The fake-reality comedy form has become, through audience familiarity, simply another film-style choice. The premise that The Office and Parks and Recreation are documentaries — well, that faded long ago into the audience’s unconscious. There are a million things in both P&R and The Office that would never happen in front of a documentary film crew; people would never say or do those things when they knew they were being filmed, and a camera would never be around to capture them in the unlikely event they wanted to. Not to mention that if The Office (now at the end of its fifth year) were the product of a documentary shoot, it would be the longest and most expensive single shoot in the history of film. But that’s OK.
Back in the fifties, George Burns talked to the camera in The Burns and Allen Show. Nobody asked, “Hey, how can he be a character in a situation comedy and still know he’s in a situation comedy?” Today’s mockumentary shows are not different from that — they’ve added a shaky camera, that’s all.

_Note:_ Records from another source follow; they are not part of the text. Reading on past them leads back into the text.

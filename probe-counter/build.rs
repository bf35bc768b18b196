use anyhow::{Context as _, anyhow};
use aya_build::{Package, Toolchain};

const EBPF_PACKAGE: &str = "probe-counter-ebpf";

fn main() -> anyhow::Result<()> {
    let cargo_metadata::Metadata { packages, .. } = cargo_metadata::MetadataCommand::new()
        .no_deps()
        .exec()
        .context("MetadataCommand::exec")?;
    let ebpf_package = packages
        .into_iter()
        .find(|cargo_metadata::Package { name, .. }| name.as_str() == EBPF_PACKAGE)
        .ok_or_else(|| anyhow!("{EBPF_PACKAGE} package not found"))?;
    let cargo_metadata::Package {
        name,
        manifest_path,
        ..
    } = ebpf_package;
    let root_dir = manifest_path
        .parent()
        .ok_or_else(|| anyhow!("no parent for {manifest_path}"))?;

    // The eBPF programs link against the shared crate, so edits there must rebuild too.
    if let Some(workspace) = root_dir.parent() {
        println!("cargo:rerun-if-changed={workspace}/probe-counter-common/src");
    }

    let ebpf_package = Package {
        name: name.as_str(),
        root_dir: root_dir.as_str(),
        ..Default::default()
    };
    aya_build::build_ebpf([ebpf_package], Toolchain::default())
}
//! Event classifiers.
//!
//! Each hook body is a classifier composed with [`increment`]. The TCP hooks
//! are classified by hook identity alone; the write hook peeks at the first
//! bytes of the caller's buffer.

use core::ffi::c_long;

use crate::table::{CounterTable, increment};
use crate::{HttpCategory, TcpCategory};

/// Bytes copied from the start of every `write(2)` buffer.
pub const WRITE_PREFIX_LEN: usize = 4;

/// Reported by the host [`SourceMemory`] impl when fewer than
/// [`WRITE_PREFIX_LEN`] bytes are readable.
pub const EFAULT: c_long = -14;

const GET_PREFIX: [u8; WRITE_PREFIX_LEN] = *b"GET ";

/// Memory owned by another execution context, only reachable through a
/// bounds-checked copy that may fail.
pub trait SourceMemory {
    fn read_prefix(&self) -> Result<[u8; WRITE_PREFIX_LEN], c_long>;
}

impl SourceMemory for [u8] {
    fn read_prefix(&self) -> Result<[u8; WRITE_PREFIX_LEN], c_long> {
        self.first_chunk::<WRITE_PREFIX_LEN>()
            .copied()
            .ok_or(EFAULT)
    }
}

/// Best-effort HTTP request detection: a write counts as `GET` when its first
/// four bytes are exactly `GET `. Requests split across writes, other methods
/// and unreadable buffers are not counted.
pub fn classify_write<M: SourceMemory + ?Sized>(source: &M) -> Option<HttpCategory> {
    let prefix = source.read_prefix().ok()?;
    (prefix == GET_PREFIX).then_some(HttpCategory::Get)
}

#[inline(always)]
pub fn on_outbound_connect<T: CounterTable + ?Sized>(tcp: &T) {
    increment(tcp, TcpCategory::Connect.key());
}

#[inline(always)]
pub fn on_inbound_accept<T: CounterTable + ?Sized>(tcp: &T) {
    increment(tcp, TcpCategory::Accept.key());
}

#[inline(always)]
pub fn on_write_entry<T, M>(http: &T, source: &M)
where
    T: CounterTable + ?Sized,
    M: SourceMemory + ?Sized,
{
    if let Some(category) = classify_write(source) {
        increment(http, category.key());
    }
}

#[cfg(test)]
mod tests {
    use super::*;
    use crate::FixedTable;

    struct Unmapped;

    impl SourceMemory for Unmapped {
        fn read_prefix(&self) -> Result<[u8; WRITE_PREFIX_LEN], c_long> {
            Err(EFAULT)
        }
    }

    const GET: u32 = HttpCategory::Get.key();
    const CONNECT: u32 = TcpCategory::Connect.key();
    const ACCEPT: u32 = TcpCategory::Accept.key();

    #[test]
    fn connect_hook_counts_every_invocation() {
        let tcp: FixedTable = FixedTable::new();
        for _ in 0..5 {
            on_outbound_connect(&tcp);
        }
        assert_eq!(tcp.get(CONNECT), Some(5));
        assert_eq!(tcp.get(ACCEPT), None);
    }

    #[test]
    fn accept_hook_never_touches_connect() {
        let tcp: FixedTable = FixedTable::new();
        on_inbound_accept(&tcp);
        on_inbound_accept(&tcp);
        assert_eq!(tcp.get(ACCEPT), Some(2));
        assert_eq!(tcp.get(CONNECT), None);
    }

    #[test]
    fn get_prefix_is_matched_exactly() {
        assert_eq!(classify_write(&b"GET /index.html"[..]), Some(HttpCategory::Get));
        assert_eq!(classify_write(&b"GET "[..]), Some(HttpCategory::Get));
        assert_eq!(classify_write(&b"GETX /"[..]), None);
        assert_eq!(classify_write(&b"get /"[..]), None);
        assert_eq!(classify_write(&b" GET /"[..]), None);
        assert_eq!(classify_write(&b"POST /"[..]), None);
    }

    #[test]
    fn short_or_unreadable_buffers_are_skipped() {
        let http: FixedTable = FixedTable::new();
        on_write_entry(&http, &b"GET"[..]);
        on_write_entry(&http, &b""[..]);
        on_write_entry(&http, &Unmapped);
        assert_eq!(http.get(GET), None);
        assert!(http.is_empty());
    }

    #[test]
    fn non_http_write_starting_with_get_is_counted() {
        let http: FixedTable = FixedTable::new();
        on_write_entry(&http, &b"GET ready\n"[..]);
        assert_eq!(http.get(GET), Some(1));
    }

    #[test]
    fn tcp_hooks_leave_http_table_alone() {
        let tcp: FixedTable = FixedTable::new();
        let http: FixedTable = FixedTable::new();
        on_outbound_connect(&tcp);
        on_inbound_accept(&tcp);
        assert!(http.is_empty());

        on_write_entry(&http, &b"GET /"[..]);
        assert_eq!(tcp.get(CONNECT), Some(1));
        assert_eq!(tcp.get(ACCEPT), Some(1));
    }

    #[test]
    fn mixed_traffic_scenario() {
        let tcp: FixedTable = FixedTable::new();
        let http: FixedTable = FixedTable::new();

        for _ in 0..3 {
            on_outbound_connect(&tcp);
        }
        for _ in 0..2 {
            on_inbound_accept(&tcp);
        }
        on_write_entry(&http, &b"GET /x"[..]);
        on_write_entry(&http, &b"PUT /x"[..]);

        assert_eq!(tcp.get(CONNECT), Some(3));
        assert_eq!(tcp.get(ACCEPT), Some(2));
        assert_eq!(tcp.len(), 2);
        assert_eq!(http.get(GET), Some(1));
        assert_eq!(http.len(), 1);
    }

    #[test]
    fn concurrent_connects_are_all_counted() {
        let tcp: FixedTable = FixedTable::new();
        on_outbound_connect(&tcp);

        std::thread::scope(|scope| {
            for _ in 0..4 {
                scope.spawn(|| {
                    for _ in 0..5_000 {
                        on_outbound_connect(&tcp);
                    }
                });
            }
        });

        assert_eq!(tcp.get(CONNECT), Some(1 + 4 * 5_000));
    }
}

But that’s everything, since the shaky-cam updates the tradition — an ancient one, going back to Shakespeare’s asides; the gloss of modernity may be what we need in order to believe in characters we otherwise, in this cynical time, might not. It breaks through our defenses.

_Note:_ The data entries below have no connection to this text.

#![cfg_attr(not(test), no_std)]

// Types and logic shared between userspace and the eBPF programs.
// Keep this crate `no_std` friendly so it can be used from eBPF code:
// no allocation, no unbounded loops, every foreign read goes through a
// fallible copy.

pub mod classify;
pub mod hooks;
pub mod table;

pub use classify::{SourceMemory, WRITE_PREFIX_LEN};
pub use hooks::{HOOK_POINTS, HookKind, HookPoint};
pub use table::{CounterTable, FixedTable};

/// Name of the table holding TCP connection counters.
pub const TCP_METRICS_MAP: &str = "tcp_metrics";
/// Name of the table holding HTTP request counters.
pub const HTTP_METRICS_MAP: &str = "http_metrics";
/// Entries provisioned per table unless the loader overrides it.
pub const TABLE_CAPACITY: u32 = 1024;

/// Categories counted in [`TCP_METRICS_MAP`].
#[repr(u32)]
#[derive(Copy, Clone, Debug, Eq, PartialEq, Hash)]
pub enum TcpCategory {
    Connect = 1,
    Accept = 2,
}

impl TcpCategory {
    pub const ALL: [TcpCategory; 2] = [TcpCategory::Connect, TcpCategory::Accept];

    pub const fn key(self) -> u32 {
        self as u32
    }

    pub const fn label(self) -> &'static str {
        match self {
            TcpCategory::Connect => "connect",
            TcpCategory::Accept => "accept",
        }
    }
}

/// Categories counted in [`HTTP_METRICS_MAP`].
#[repr(u32)]
#[derive(Copy, Clone, Debug, Eq, PartialEq, Hash)]
pub enum HttpCategory {
    Get = 1,
}

impl HttpCategory {
    pub const ALL: [HttpCategory; 1] = [HttpCategory::Get];

    pub const fn key(self) -> u32 {
        self as u32
    }

    pub const fn label(self) -> &'static str {
        match self {
            HttpCategory::Get => "GET",
        }
    }
}

#[cfg(test)]
mod tests {
    use super::*;

    #[test]
    fn category_keys_match_wire_values() {
        assert_eq!(TcpCategory::Connect.key(), 1);
        assert_eq!(TcpCategory::Accept.key(), 2);
        assert_eq!(HttpCategory::Get.key(), 1);
    }

    #[test]
    fn labels_are_distinct_within_a_table() {
        assert_ne!(TcpCategory::Connect.label(), TcpCategory::Accept.label());
        assert_eq!(HttpCategory::Get.label(), "GET");
    }
}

Speaking of character, the complexities of P&R lead character Leslie Knope (Amy Poehler), mid-level Pawnee, IN municipal government bureaucrat, continue to fascinate. Sympathetic figure, or complete buffoon? Both! Her failure to carry out the blackmail of the zoning commissioner last night was sheer, pathetic ineptitude (she ended up with a glass of water thrown in her face, while she poured out a torrent of apologies) — but it was also a sign of innate goodness. When she later says to friend and confederate Ann, as if it were a confirmation of her moral fiber and not merely of her incompetence, “I didn’t have it in me to do that,” she’s actually speaking the truth. She wanted to do it, and that sucks, but it’s also true that her ineptitude in the situation was a direct result of a core decency. She’s not cut out for politics, and part of the reason is that she’s not a horrible enough person to be cut out for politics. So Leslie is a floor wax and a dessert topping — and I find that believable, and unusually layered for a situation comedy. That’s the real reality.